[Opening Material supplied section]
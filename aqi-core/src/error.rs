//! Error types for the AQI core library
use thiserror::Error;

/// Main error type for feature building, encoding and classification.
#[derive(Error, Debug, Clone, PartialEq)]
pub enum AqiError {
    /// A category name that is not part of the label table
    #[error("configuration error: unknown AQI category label '{0}'")]
    UnknownCategoryLabel(String),

    /// Location name not known to the location encoder
    #[error("unknown location: {0}")]
    UnknownLocation(String),

    /// Location code outside the location encoder's range
    #[error("unknown location code: {0}")]
    UnknownLocationCode(usize),

    /// Model emitted a class index the label encoder cannot decode
    #[error("configuration error: class index {index} out of range for {classes} labels")]
    UnknownClassIndex { index: usize, classes: usize },

    /// Encoder class list contains the same name twice
    #[error("configuration error: duplicate encoder class '{0}'")]
    DuplicateClass(String),

    /// An input reading outside its accepted range
    #[error("invalid reading for {field}: {value}")]
    InvalidReading { field: &'static str, value: f64 },

    /// Feature vector length does not match what a model or scaler expects
    #[error("feature length mismatch: got {got}, expected {expected}")]
    FeatureCountMismatch { expected: usize, got: usize },

    /// Full-history rolling mode needs exactly `needed` daily values
    #[error("full history mode needs exactly {needed} daily PM2.5 values, found {found}")]
    MissingHistory { needed: usize, found: usize },

    /// The classifier failed to produce a prediction
    #[error("prediction failed: {0}")]
    Prediction(String),
}

impl AqiError {
    /// True for defects in the model's label set or encoders, as opposed to
    /// bad user input.
    pub fn is_configuration_error(&self) -> bool {
        matches!(
            self,
            AqiError::UnknownCategoryLabel(_)
                | AqiError::UnknownClassIndex { .. }
                | AqiError::DuplicateClass(_)
        )
    }
}

/// Type alias for Results using AqiError
pub type Result<T> = std::result::Result<T, AqiError>;
//! Iterative AQI category forecasting and per-location risk ranking.
//!
//! Both engines take any [`aqi_core::Classify`] implementation, so they run
//! the same against a loaded model or a test stub.
//!
//! ```rust
//! use aqi_core::{CategoryLabel, Environment, FeatureRecord, PmLags};
//! use aqi_forecast::{forecast, LagState};
//!
//! let lags = PmLags { lag1: 150.0, lag3: 100.0, lag7: 110.0, roll3: 120.0, roll7: 110.0 };
//! let env = Environment {
//!     temperature: 36.0, humidity: 50.0, wind_speed: 5.0,
//!     pm10: 90.0, no2: 120.0, o3: 50.0, so2: 25.0, co: 1.0,
//! };
//! let classify = |_: &FeatureRecord| -> aqi_core::Result<CategoryLabel> { Ok(CategoryLabel::Unhealthy) };
//! let result = forecast(LagState::new(lags), &env, 0, &classify).unwrap();
//! assert_eq!(result.steps().len(), 3);
//! ```

pub mod config;
pub mod importance;
pub mod lag;
pub mod ranking;
pub mod recurrence;

pub use config::{ConfigError, ForecastConfig, RollingWindow};
pub use importance::{top_importances, FeatureImportance};
pub use lag::{DailyHistory, LagState, LagTracker, LagWindow, HISTORY_DAYS};
pub use ranking::{rank_locations, RiskEntry, RiskRanking};
pub use recurrence::{forecast, Forecast, ForecastStep, FORECAST_HORIZON};
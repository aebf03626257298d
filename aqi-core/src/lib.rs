//! Core types for air quality category forecasting.
//!
//! - [`category`]: the five ordinal AQI categories and their PM2.5 / risk table
//! - [`feature`]: user readings and the fixed-order classifier input row
//! - [`encoder`]: location and label encoders shipped with a trained model
//! - [`classify`]: the seam between the forecast engines and a classifier

pub mod category;
pub mod classify;
pub mod encoder;
pub mod error;
pub mod feature;

pub use category::{Advisory, AlertLevel, CategoryLabel, CATEGORY_TABLE};
pub use classify::Classify;
pub use encoder::{LabelEncoder, LocationEncoder};
pub use error::{AqiError, Result};
pub use feature::{Environment, FeatureRecord, PmLags, Readings, FEATURE_COUNT, FEATURE_NAMES};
[Closing Material supplied section]
What you need to do
Select every line in the material above where the string "classifier" occurs, and copy it.

Expected answer
    /// The classifier failed to produce a prediction
//! - [`feature`]: user readings and the fixed-order classifier input row
//! - [`classify`]: the seam between the forecast engines and a classifier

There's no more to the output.